If the bureau wants to safeguard students from predatory lending practices, it must have a system in place to identify them. The CFPB should create a clearinghouse that would, according to Kantrowitz, “permit analysis to identify patterns of complaints and trends.” He writes that “the complaints should be tracked according to type of complaint, loan characteristics (e.g. amount, term and interest rate), individual lender, lender characteristics, borrower characteristics, and characteristics of the educational institution.”

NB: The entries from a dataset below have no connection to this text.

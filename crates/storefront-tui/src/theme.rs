//! Storefront styling. Screens ask for a role (`price`, `alert`, `frame`)
//! rather than a color, so the palette lives only here.

use ratatui::style::{Color, Modifier, Style};
use throbber_widgets_tui::Throbber;

const BRAND: Color = Color::Rgb(255, 159, 67);
const SKY: Color = Color::Rgb(116, 215, 236);
const MINT: Color = Color::Rgb(129, 230, 146);
const RED: Color = Color::Rgb(255, 107, 107);
const AMBER: Color = Color::Rgb(255, 206, 84);
const TEXT: Color = Color::Rgb(205, 208, 218);
const MUTED: Color = Color::Rgb(110, 118, 140);
const SURFACE: Color = Color::Rgb(36, 38, 48);
const BACKDROP: Color = Color::Rgb(24, 25, 32);
const PLACEHOLDER: Color = Color::Rgb(62, 64, 80);

fn fg(color: Color) -> Style {
    Style::default().fg(color)
}

/// Panel and section titles.
pub fn heading() -> Style {
    fg(SKY).add_modifier(Modifier::BOLD)
}

/// Title of a popup that needs a decision.
pub fn modal_heading() -> Style {
    fg(AMBER).add_modifier(Modifier::BOLD)
}

/// Panel border; the focused panel is drawn in the brand color.
pub fn frame(focused: bool) -> Style {
    if focused { fg(BRAND) } else { fg(MUTED) }
}

/// Fill behind popups so the screen below does not show through.
pub fn overlay() -> Style {
    Style::default().bg(BACKDROP)
}

pub fn tab(active: bool) -> Style {
    if active {
        fg(BRAND).add_modifier(Modifier::BOLD)
    } else {
        fg(TEXT)
    }
}

pub fn column_header() -> Style {
    fg(SKY).add_modifier(Modifier::BOLD | Modifier::UNDERLINED)
}

pub fn row() -> Style {
    fg(TEXT)
}

pub fn row_selected() -> Style {
    fg(BRAND).bg(SURFACE).add_modifier(Modifier::BOLD)
}

/// A chosen option in a list that is not focused.
pub fn chosen() -> Style {
    fg(BRAND)
}

/// Secondary labels, e.g. an unfocused column title.
pub fn muted() -> Style {
    fg(TEXT)
}

/// Entered text and section labels.
pub fn accent() -> Style {
    fg(SKY)
}

pub fn hint() -> Style {
    fg(MUTED)
}

pub fn hint_key() -> Style {
    fg(SKY).add_modifier(Modifier::BOLD)
}

/// Bars standing in for rows that have not loaded.
pub fn placeholder() -> Style {
    fg(PLACEHOLDER)
}

pub fn alert() -> Style {
    fg(RED).add_modifier(Modifier::BOLD)
}

/// End of results and similar one-off remarks.
pub fn notice() -> Style {
    fg(AMBER)
}

pub fn price() -> Style {
    fg(MINT)
}

/// Dot next to the service host in the status bar.
pub fn connected() -> Style {
    fg(MINT)
}

/// Spinner with a label, used for every loading line.
pub fn throbber(label: &str) -> Throbber<'_> {
    Throbber::default()
        .label(label)
        .style(accent())
        .throbber_style(fg(BRAND))
}
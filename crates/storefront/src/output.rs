//! Output formatting: table, JSON, YAML, plain.
//!
//! Renders data in the format selected by `--output`. Table uses `tabled`,
//! structured formats use serde, plain emits one identifier per line.

use std::io::{self, IsTerminal, Write};

use owo_colors::OwoColorize;
use tabled::{Table, Tabled, settings::Style};

use crate::cli::{ColorMode, OutputFormat};
use crate::error::CliError;

// ── Color helpers ────────────────────────────────────────────────────

/// Determine whether color output should be enabled.
pub fn should_color(mode: &ColorMode) -> bool {
    match mode {
        ColorMode::Always => true,
        ColorMode::Never => false,
        ColorMode::Auto => io::stderr().is_terminal() && std::env::var("NO_COLOR").is_err(),
    }
}

/// Status line on stderr (`✓ message`), green when color is on.
pub fn success(message: &str, color: bool) {
    if color {
        eprintln!("{} {message}", "✓".green().bold());
    } else {
        eprintln!("✓ {message}");
    }
}

/// Dimmed hint line on stderr.
pub fn hint(message: &str, color: bool) {
    if color {
        eprintln!("{}", message.dimmed());
    } else {
        eprintln!("{message}");
    }
}

// ── Render dispatchers ───────────────────────────────────────────────

/// Render a list of serde-serializable + tabled items in the chosen format.
///
/// - `table`: uses the `Tabled` derive to build a pretty table
/// - `json` / `json-compact`: serializes the original data via serde
/// - `yaml`: serializes via serde_yaml
/// - `plain`: calls `id_fn` on each item to emit one identifier per line
pub fn render_list<T, R>(
    format: &OutputFormat,
    data: &[T],
    to_row: impl Fn(&T) -> R,
    id_fn: impl Fn(&T) -> String,
) -> Result<String, CliError>
where
    T: serde::Serialize,
    R: Tabled,
{
    Ok(match format {
        OutputFormat::Table => {
            let rows: Vec<R> = data.iter().map(to_row).collect();
            render_table(&rows)
        }
        OutputFormat::Json => serde_json::to_string_pretty(data)?,
        OutputFormat::JsonCompact => serde_json::to_string(data)?,
        OutputFormat::Yaml => serde_yaml::to_string(data)?,
        OutputFormat::Plain => data.iter().map(&id_fn).collect::<Vec<_>>().join("\n"),
    })
}

/// Render a single serde-serializable item in the chosen format.
///
/// Table rendering uses a custom `detail_fn` that returns a pre-formatted string,
/// since single-item detail views don't use `Tabled` derive.
pub fn render_single<T>(
    format: &OutputFormat,
    data: &T,
    detail_fn: impl Fn(&T) -> String,
    id_fn: impl Fn(&T) -> String,
) -> Result<String, CliError>
where
    T: serde::Serialize,
{
    Ok(match format {
        OutputFormat::Table => detail_fn(data),
        OutputFormat::Json => serde_json::to_string_pretty(data)?,
        OutputFormat::JsonCompact => serde_json::to_string(data)?,
        OutputFormat::Yaml => serde_yaml::to_string(data)?,
        OutputFormat::Plain => id_fn(data),
    })
}

/// Print the rendered output to stdout, respecting quiet mode.
pub fn print_output(output: &str, quiet: bool) {
    if quiet || output.is_empty() {
        return;
    }
    let mut stdout = io::stdout().lock();
    let _ = writeln!(stdout, "{output}");
}

fn render_table<R: Tabled>(rows: &[R]) -> String {
    Table::new(rows).with(Style::rounded()).to_string()
}

/// Price with two decimals.
pub fn format_price(price: f64) -> String {
    format!("{price:.2}")
}
// ── Product identity ──
//
// ProductId is the de-duplication key for accumulated result pages.

use serde::{Deserialize, Serialize};
use std::fmt;

/// Service-assigned product identifier (the `_id` field on the wire).
#[derive(Debug, Clone, PartialEq, Eq, Hash, PartialOrd, Ord, Serialize, Deserialize)]
#[serde(transparent)]
pub struct ProductId(String);

impl ProductId {
    pub fn new(id: impl Into<String>) -> Self {
        Self(id.into())
    }

    pub fn as_str(&self) -> &str {
        &self.0
    }
}

impl fmt::Display for ProductId {
    fn fmt(&self, f: &mut fmt::Formatter<'_>) -> fmt::Result {
        f.write_str(&self.0)
    }
}

impl From<String> for ProductId {
    fn from(s: String) -> Self {
        Self(s)
    }
}

impl From<&str> for ProductId {
    fn from(s: &str) -> Self {
        Self(s.to_owned())
    }
}
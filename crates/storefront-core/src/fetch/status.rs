// ── Fetch status ──

use std::fmt;

/// What the controller is doing right now. Exactly one holds at a time.
#[derive(Debug, Clone, Default, PartialEq, Eq)]
pub enum FetchStatus {
    #[default]
    Idle,
    InitialLoading,
    LoadingMore,
    Refreshing,
    /// The last fetch failed; carries the display message.
    Error(String),
}

impl FetchStatus {
    pub fn is_idle(&self) -> bool {
        matches!(self, Self::Idle)
    }

    /// A first-page load is outstanding.
    pub fn loading(&self) -> bool {
        matches!(self, Self::InitialLoading)
    }

    pub fn is_loading_more(&self) -> bool {
        matches!(self, Self::LoadingMore)
    }

    pub fn refreshing(&self) -> bool {
        matches!(self, Self::Refreshing)
    }

    pub fn error(&self) -> Option<&str> {
        match self {
            Self::Error(message) => Some(message),
            _ => None,
        }
    }

    /// Any fetch is outstanding.
    pub fn is_in_flight(&self) -> bool {
        matches!(
            self,
            Self::InitialLoading | Self::LoadingMore | Self::Refreshing
        )
    }
}

impl fmt::Display for FetchStatus {
    fn fmt(&self, f: &mut fmt::Formatter<'_>) -> fmt::Result {
        match self {
            Self::Idle => f.write_str("idle"),
            Self::InitialLoading => f.write_str("loading"),
            Self::LoadingMore => f.write_str("loading more"),
            Self::Refreshing => f.write_str("refreshing"),
            Self::Error(message) => write!(f, "error: {message}"),
        }
    }
}

#[cfg(test)]
mod tests {
    use super::*;

    #[test]
    fn each_flag_holds_for_exactly_one_status() {
        let all = [
            FetchStatus::Idle,
            FetchStatus::InitialLoading,
            FetchStatus::LoadingMore,
            FetchStatus::Refreshing,
            FetchStatus::Error("boom".into()),
        ];
        let count = |f: fn(&FetchStatus) -> bool| all.iter().filter(|s| f(s)).count();

        assert_eq!(count(FetchStatus::is_idle), 1);
        assert_eq!(count(FetchStatus::loading), 1);
        assert_eq!(count(FetchStatus::is_loading_more), 1);
        assert_eq!(count(FetchStatus::refreshing), 1);
        assert_eq!(all.iter().filter(|s| s.error().is_some()).count(), 1);
    }
}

  • Require more comprehensive federal data collection on private loans

The federal government currently doesn’t collect and disseminate accurate and timely information about private student loan debt. As it stands now, the best information available comes from the National Postsecondary Student Aid Study (NPSAS), a nationally representative survey that aims to determine how students pay for college. Unfortunately, the U.S. Department of Education’s National Center for Education Statistics (NCES) conducts this survey only every four years, so the information it provides becomes dated quickly. And while it is helpful in identifying broad trends, it doesn’t include a large enough sample to provide school-by school data. The CFPB “has the authority to require more comprehensive federal data collection on private student loans, which would greatly enhance the ability of analysts, policymakers, and colleges to understand private loan borrowing patterns,” our colleagues at the Project on Student Debt argue. “This in turn could inform efforts to reduce students’ reliance on this risky form of financing.”

Conclusion

At Higher Ed Watch, we hope that these recommendations provide a useful roadmap for the consumer bureau to follow to try to make private loans at least a somewhat less risky option for students.